- _ASSIGNMENT_
Report every line below that has the string "self" in it.
◇ ◇ ◇ ◇
use sea_orm::{
    ActiveValue, QueryFilter, QueryOrder, QuerySelect, TransactionTrait, prelude::*,
};
use uuid::Uuid;

use crate::{
    Deposit, DepositCmd, EngineError, LedgerCategory, ResultEngine, deposits, members, util,
    waste_types,
};

use super::{Engine, ledger::PostEntry, with_tx};

impl Engine {
    /// Records a waste drop-off: snapshots the catalog rates, prices the
    /// weight, inserts the deposit row, and posts the matching `deposit`
    /// ledger entry. One atomic unit; a failure anywhere rolls back all of
    /// it.
    pub async fn record_deposit(&self, cmd: DepositCmd) -> ResultEngine<Deposit> {
        if cmd.weight_grams <= 0 {
            return Err(EngineError::InvalidAmount(
                "deposit weight must be > 0".to_string(),
            ));
        }

        with_tx!(self, |db_tx| {
            let waste_type_model = waste_types::Entity::find_by_id(cmd.waste_type_id.to_string())
                .one(&db_tx)
                .await?
                .ok_or_else(|| EngineError::KeyNotFound("waste_type not exists".to_string()))?;
            if !waste_type_model.active {
                return Err(EngineError::KeyNotFound(
                    "waste_type not exists".to_string(),
                ));
            }

            let total_minor =
                util::deposit_total_minor(cmd.weight_grams, waste_type_model.price_per_kg_minor)?;
            let points_earned =
                util::deposit_points(cmd.weight_grams, waste_type_model.points_per_kg)?;

            let deposit = Deposit {
                id: Uuid::new_v4(),
                member_id: cmd.member_id,
                waste_type_id: cmd.waste_type_id,
                admin_id: cmd.admin_id.clone(),
                weight_grams: cmd.weight_grams,
                price_per_kg_minor: waste_type_model.price_per_kg_minor,
                points_per_kg: waste_type_model.points_per_kg,
                total_minor,
                points_earned,
                occurred_at: cmd.occurred_at,
            };
            deposits::ActiveModel::from(&deposit).insert(&db_tx).await?;

            // Member existence/activity and the cached balance update happen
            // inside the posting.
            self.post_entry(
                &db_tx,
                PostEntry {
                    member_id: cmd.member_id,
                    category: LedgerCategory::Deposit,
                    amount_delta_minor: total_minor,
                    point_delta: points_earned,
                    deposit_id: Some(deposit.id),
                    cash_transaction_id: None,
                    admin_id: cmd.admin_id,
                    occurred_at: cmd.occurred_at,
                },
            )
            .await?;

            self.bump_member_weight(&db_tx, cmd.member_id, cmd.weight_grams)
                .await?;

            Ok(deposit)
        })
    }

    /// Lists a member's deposits, newest first.
    pub async fn list_deposits_for_member(
        &self,
        member_id: Uuid,
        limit: u64,
    ) -> ResultEngine<Vec<Deposit>> {
        let models: Vec<deposits::Model> = deposits::Entity::find()
            .filter(deposits::Column::MemberId.eq(member_id.to_string()))
            .order_by_desc(deposits::Column::OccurredAt)
            .limit(limit)
            .all(&self.database)
            .await?;

        models.into_iter().map(Deposit::try_from).collect()
    }

    /// Lists recent deposits across all members.
    pub async fn list_deposits(&self, limit: u64) -> ResultEngine<Vec<Deposit>> {
        let models: Vec<deposits::Model> = deposits::Entity::find()
            .order_by_desc(deposits::Column::OccurredAt)
            .limit(limit)
            .all(&self.database)
            .await?;

        models.into_iter().map(Deposit::try_from).collect()
    }

    async fn bump_member_weight(
        &self,
        db_tx: &sea_orm::DatabaseTransaction,
        member_id: Uuid,
        weight_grams: i64,
    ) -> ResultEngine<()> {
        let model = members::Entity::find_by_id(member_id.to_string())
            .one(db_tx)
            .await?
            .ok_or_else(|| EngineError::KeyNotFound("member not exists".to_string()))?;

        let total = model
            .total_weight_grams
            .checked_add(weight_grams)
            .ok_or_else(|| EngineError::InvalidAmount("weight overflow".to_string()))?;

        let update = members::ActiveModel {
            id: ActiveValue::Set(model.id),
            total_weight_grams: ActiveValue::Set(total),
            ..Default::default()
        };
        update.update(db_tx).await?;
        Ok(())
    }
}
◇ ◇ ◇ ◇
- _ANSWER TO THIS PROBLEM_
    pub async fn record_deposit(&self, cmd: DepositCmd) -> ResultEngine<Deposit> {
        with_tx!(self, |db_tx| {
            self.post_entry(
            self.bump_member_weight(&db_tx, cmd.member_id, cmd.weight_grams)
        &self,
            .all(&self.database)
    pub async fn list_deposits(&self, limit: u64) -> ResultEngine<Vec<Deposit>> {
            .all(&self.database)
        &self,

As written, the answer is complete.